In “The Robot Scientist’s Daughter [morbid],” we see the girl “hid[ing] underground, pretending/to be a troll or a witch.” In “The Robot Scientist’s Daughter [villainess],” the townspeople tell us she “grew up with a string of undifferentiated dogs,/ each slightly smarter than the last… They all looked exactly/ like TV’s Lassie, and they were all named Lassie. We suspected them to be prototypes.” As the collection progresses, the Robot Scientist’s Daughter becomes ill from contact with her radioactive environment, and her story becomes more and more fantastical. In “The Robot Scientist’s Daughter [medical wonder],” the title character has built herself “a new body, one/ that worked better this time, silver and shiny and smooth/ as mirrored glass.” In “How Not To Be a Robot Scientist’s Daughter,” we are told that opening her up would reveal “a mass of wires instead of a heart… neural networks nothing/ but artificial intelligence.” The story that emerges from these details is weirdly empowering; it is the story of a girl whose body has been damaged by her environment, but who has managed to overcome it by using the technical knowledge she gleaned from that environment to her advantage.
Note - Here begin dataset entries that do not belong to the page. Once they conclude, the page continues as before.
//! Redis-backed FIFO broker adapter.
//!
//! A thin wrapper around a single Redis list: `LPUSH` to enqueue, blocking
//! `BRPOP` to dequeue. This generalizes the `redis` client dependency the
//! ingestion surface already carries for its own bookkeeping into a full
//! FIFO broker client (spec §4.4).

use std::time::Duration;

use redis::aio::MultiplexedConnection;
use redis::AsyncCommands;

use super::BrokerError;

/// Default queue name, matching the original system's fixed single queue.
pub const DEFAULT_QUEUE_NAME: &str = "events_queue";

/// A FIFO broker queue backed by a Redis list.
#[derive(Clone)]
pub struct BrokerQueue {
    conn: MultiplexedConnection,
    queue_name: String,
}

impl BrokerQueue {
    /// Connect to Redis at `redis_url` and bind to the default queue name.
    pub async fn connect(redis_url: &str) -> Result<Self, BrokerError> {
        Self::connect_named(redis_url, DEFAULT_QUEUE_NAME).await
    }

    /// Connect to Redis at `redis_url`, bound to a specific queue name.
    pub async fn connect_named(redis_url: &str, queue_name: &str) -> Result<Self, BrokerError> {
        let client = redis::Client::open(redis_url)?;
        let conn = client.get_multiplexed_async_connection().await?;

        Ok(Self {
            conn,
            queue_name: queue_name.to_string(),
        })
    }

    /// Append `bytes` to the tail of the queue.
    pub async fn push(&self, bytes: &[u8]) -> Result<(), BrokerError> {
        let mut conn = self.conn.clone();
        let _: () = conn.rpush(&self.queue_name, bytes).await?;
        Ok(())
    }

    /// Blocking remove-from-head with a timeout. Returns `None` on timeout
    /// so callers (workers) can poll their cancellation signal.
    pub async fn pop(&self, timeout: Duration) -> Result<Option<Vec<u8>>, BrokerError> {
        let mut conn = self.conn.clone();
        let result: Option<(String, Vec<u8>)> =
            conn.blpop(&self.queue_name, timeout.as_secs_f64()).await?;
        Ok(result.map(|(_, value)| value))
    }
}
By the end of the collection, the story of the Robot Scientist’s Daughter’s transformation becomes a metaphor not only for the effect of nuclear research on the individual residents of Oak Ridge, but also for the effects of nuclear power on the world as a whole. Poems like “Morning of Sunflowers (for Fukushima)” chronicle in startling and lyric language other cities’ attempts to recover from nuclear accidents: “Two hundred thousand sunflowers/ drink the cesium from the grounds of the temple/ where they burn the names of the dead.” In “Fukushima in Fall: A Field of Sunflowers,” the inability of those sunflowers to draw all the poison from the earth seems to mirror, at first, the inability of Oak Ridge Valley and the Robot Scientist’s Daughter to recover fully from their radiation exposure. Yet this collection is not bleak; the metaphor is complex. By the end of the collection, the “Robot Scientist’s Daughter” has resurrected herself as a “machine who believes/ she is human… perfect, full of light and joy/ she never knew when she was flesh.” Images of light, of course, are hardly innocent in a collection so aware of radiation and nuclear disaster. I cannot read this poem without thinking of the Ray Bradbury story, “2026: And There Will Come Soft Rains.” Yet Gailey describes the resurrected Robot Scientist’s Daughter’s tongue as “alive with lasers.” Her “song attracts/ thousands. She will stop bullets with her steel skin./ She will breathe new life into the species.” In “Advice from the Robot Scientist’s Daughter,” the title character speaks directly to the reader, describing human beings the way she now sees them: “so friable, so prone to overgrowth/ and imbalance.” She reminds the reader “that your atoms right now are smashing against/ the atoms of your chair. What is keeping you together?” In the end, these are the central concerns of Gailey’s newest collection, her most haunting and masterful book yet. In addition to documenting the terrible secrets of Oak Ridge that might otherwise be forgotten, these poems ask how we can “[k]eep from being broken apart./ Keep things from being broken apart. Gather together: thyroid, womb, heart. Build a nest.”